**EXERCISE DETAILS:** Write out again only the lines that run from the start of the entries to the line containing "type can never", both included.

**SUPPLIED DATA:**

────────────────

// src/services/question.rs

use uuid::Uuid;

use crate::{
    error::AppError,
    models::question::{
        Choice, ChoiceDef, CreateQuestionRequest, Question, QuestionDetail, QuestionType,
        UpdateQuestionRequest,
    },
    repository::Repository,
};

/// The structural state of a question as it would exist after the
/// operation under validation. For updates this is the merge of the
/// patch with the existing row; `choices` is `None` when the payload
/// carries no choice list at all.
struct EffectiveQuestion<'a> {
    question_type: QuestionType,
    text: &'a str,
    score: i32,
    choice_answer_flags: Option<Vec<bool>>,
    correct_short_answer: Option<&'a str>,
}

/// Validates a question definition. Pure, no side effects; rules are
/// evaluated in a fixed order and the first violation wins.
fn validate_effective(eff: &EffectiveQuestion) -> Result<(), AppError> {
    // The type itself is a closed enum, so an unknown type can never
    // reach this point; it is rejected at deserialization.

    if eff.question_type.is_choice_based() {
        let flags = eff
            .choice_answer_flags
            .as_deref()
            .filter(|f| !f.is_empty())
            .ok_or_else(|| {
                AppError::BadRequest(format!(
                    "Choices must be provided for {} questions",
                    eff.question_type.as_str()
                ))
            })?;

        if eff.question_type == QuestionType::TrueFalse && flags.len() != 2 {
            return Err(AppError::BadRequest(
                "True/False questions must have exactly 2 choices".to_string(),
            ));
        }

        if eff.question_type == QuestionType::MultipleChoice && !flags.iter().any(|f| *f) {
            return Err(AppError::BadRequest(
                "Multiple choice questions must have at least one correct answer".to_string(),
            ));
        }
    }

    if eff.question_type == QuestionType::ShortAnswer
        && eff
            .correct_short_answer
            .map(str::trim)
            .filter(|s| !s.is_empty())
            .is_none()
    {
        return Err(AppError::BadRequest(
            "Short answer questions must have a correct answer".to_string(),
        ));
    }

    if eff.score <= 0 {
        return Err(AppError::BadRequest(
            "Question score must be a positive number".to_string(),
        ));
    }

    if eff.text.trim().is_empty() {
        return Err(AppError::BadRequest("Question text is required".to_string()));
    }

    Ok(())
}

/// Validates a standalone question definition (creation path).
pub fn validate_question_def(
    question_type: QuestionType,
    text: &str,
    score: i32,
    choices: &[ChoiceDef],
    short_answer: Option<&str>,
) -> Result<(), AppError> {
    validate_effective(&EffectiveQuestion {
        question_type,
        text,
        score,
        choice_answer_flags: Some(choices.iter().map(|c| c.is_answer).collect()),
        correct_short_answer: short_answer,
    })
}

/// Builds the persistent aggregate for a validated question definition.
/// Choice rows exist only for choice-based types; the correct short
/// answer is kept only for ShortAnswer.
pub fn build_question_detail(
    tryout_id: Uuid,
    def: &crate::models::question::QuestionDef,
) -> QuestionDetail {
    let question_id = Uuid::new_v4();

    let choices = if def.question_type.is_choice_based() {
        def.choices
            .iter()
            .map(|c| Choice {
                id: Uuid::new_v4(),
                question_id,
                text: c.text.trim().to_string(),
                is_answer: c.is_answer,
            })
            .collect()
    } else {
        Vec::new()
    };

    let correct_short_answer = if def.question_type == QuestionType::ShortAnswer {
        def.short_answer.as_deref().map(|s| s.trim().to_string())
    } else {
        None
    };

    QuestionDetail {
        question: Question {
            id: question_id,
            tryout_id,
            text: def.text.trim().to_string(),
            score: def.score,
            question_type: def.question_type,
            correct_short_answer,
        },
        choices,
    }
}

/// Creates a question against an existing tryout. The tryout must not
/// have submissions yet: a live exam is frozen to keep grading fair.
pub async fn create_question(
    repo: &dyn Repository,
    req: &CreateQuestionRequest,
) -> Result<QuestionDetail, AppError> {
    let def = &req.question;

    repo.get_tryout(req.tryout_id)
        .await?
        .ok_or_else(|| AppError::NotFound(format!("Tryout with ID {} not found", req.tryout_id)))?;

    if repo.count_submissions(req.tryout_id).await? > 0 {
        return Err(AppError::Locked(
            "Cannot modify tryout with existing submissions".to_string(),
        ));
    }

    validate_question_def(
        def.question_type,
        &def.text,
        def.score,
        &def.choices,
        def.short_answer.as_deref(),
    )?;

    let detail = build_question_detail(req.tryout_id, def);
    repo.create_question(&detail).await?;

    repo.get_question(detail.question.id).await?.ok_or_else(|| {
        AppError::InternalServerError("Question vanished after creation".to_string())
    })
}

/// Updates a question. Only supplied fields change; validation runs
/// against the post-update effective state (new type if supplied, else
/// the existing one). A supplied choice list replaces the existing set:
/// rows with a known id are updated, new rows inserted, the rest
/// deleted.
pub async fn update_question(
    repo: &dyn Repository,
    id: Uuid,
    req: &UpdateQuestionRequest,
) -> Result<QuestionDetail, AppError> {
    let existing = repo
        .get_question(id)
        .await?
        .ok_or_else(|| AppError::NotFound(format!("Question with ID {id} not found")))?;

    if repo.count_submissions(existing.question.tryout_id).await? > 0 {
        return Err(AppError::Locked(
            "Cannot modify tryout with existing submissions".to_string(),
        ));
    }

    let question_type = req.question_type.unwrap_or(existing.question.question_type);
    let text = req.text.as_deref().unwrap_or(&existing.question.text);
    let score = req.score.unwrap_or(existing.question.score);
    let short_answer = req
        .short_answer
        .as_deref()
        .or(existing.question.correct_short_answer.as_deref());

    validate_effective(&EffectiveQuestion {
        question_type,
        text,
        score,
        choice_answer_flags: req
            .choices
            .as_ref()
            .map(|cs| cs.iter().map(|c| c.is_answer).collect()),
        correct_short_answer: short_answer,
    })?;

    let choices: Option<Vec<Choice>> = match &req.choices {
        Some(upserts) => {
            let mut rows = Vec::with_capacity(upserts.len());
            for c in upserts {
                if let Some(choice_id) = c.id
                    && existing.find_choice(choice_id).is_none()
                {
                    return Err(AppError::NotFound(format!(
                        "Choice with ID {choice_id} not found for this question"
                    )));
                }
                rows.push(Choice {
                    id: c.id.unwrap_or_else(Uuid::new_v4),
                    question_id: id,
                    text: c.text.trim().to_string(),
                    is_answer: c.is_answer,
                });
            }
            Some(rows)
        }
        None => None,
    };

    let updated = Question {
        id,
        tryout_id: existing.question.tryout_id,
        text: text.trim().to_string(),
        score,
        question_type,
        correct_short_answer: if question_type == QuestionType::ShortAnswer {
            short_answer.map(|s| s.trim().to_string())
        } else {
            None
        },
    };

    repo.update_question(&updated, choices.as_deref()).await?;

    repo.get_question(id)
        .await?
        .ok_or_else(|| AppError::InternalServerError("Question vanished after update".to_string()))
}

/// Deletes a question and its choices. Rejected once the owning tryout
/// has submissions.
pub async fn delete_question(repo: &dyn Repository, id: Uuid) -> Result<(), AppError> {
    let existing = repo
        .get_question(id)
        .await?
        .ok_or_else(|| AppError::NotFound(format!("Question with ID {id} not found")))?;

    if repo.count_submissions(existing.question.tryout_id).await? > 0 {
        return Err(AppError::Locked(
            "Cannot modify tryout with existing submissions".to_string(),
        ));
    }

    repo.delete_question(id).await
}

────────────────

**ANSWER BOX:**
// src/services/question.rs

use uuid::Uuid;

use crate::{
    error::AppError,
    models::question::{
        Choice, ChoiceDef, CreateQuestionRequest, Question, QuestionDetail, QuestionType,
        UpdateQuestionRequest,
    },
    repository::Repository,
};

/// The structural state of a question as it would exist after the
/// operation under validation. For updates this is the merge of the
/// patch with the existing row; `choices` is `None` when the payload
/// carries no choice list at all.
struct EffectiveQuestion<'a> {
    question_type: QuestionType,
    text: &'a str,
    score: i32,
    choice_answer_flags: Option<Vec<bool>>,
    correct_short_answer: Option<&'a str>,
}

/// Validates a question definition. Pure, no side effects; rules are
/// evaluated in a fixed order and the first violation wins.
fn validate_effective(eff: &EffectiveQuestion) -> Result<(), AppError> {
    // The type itself is a closed enum, so an unknown type can never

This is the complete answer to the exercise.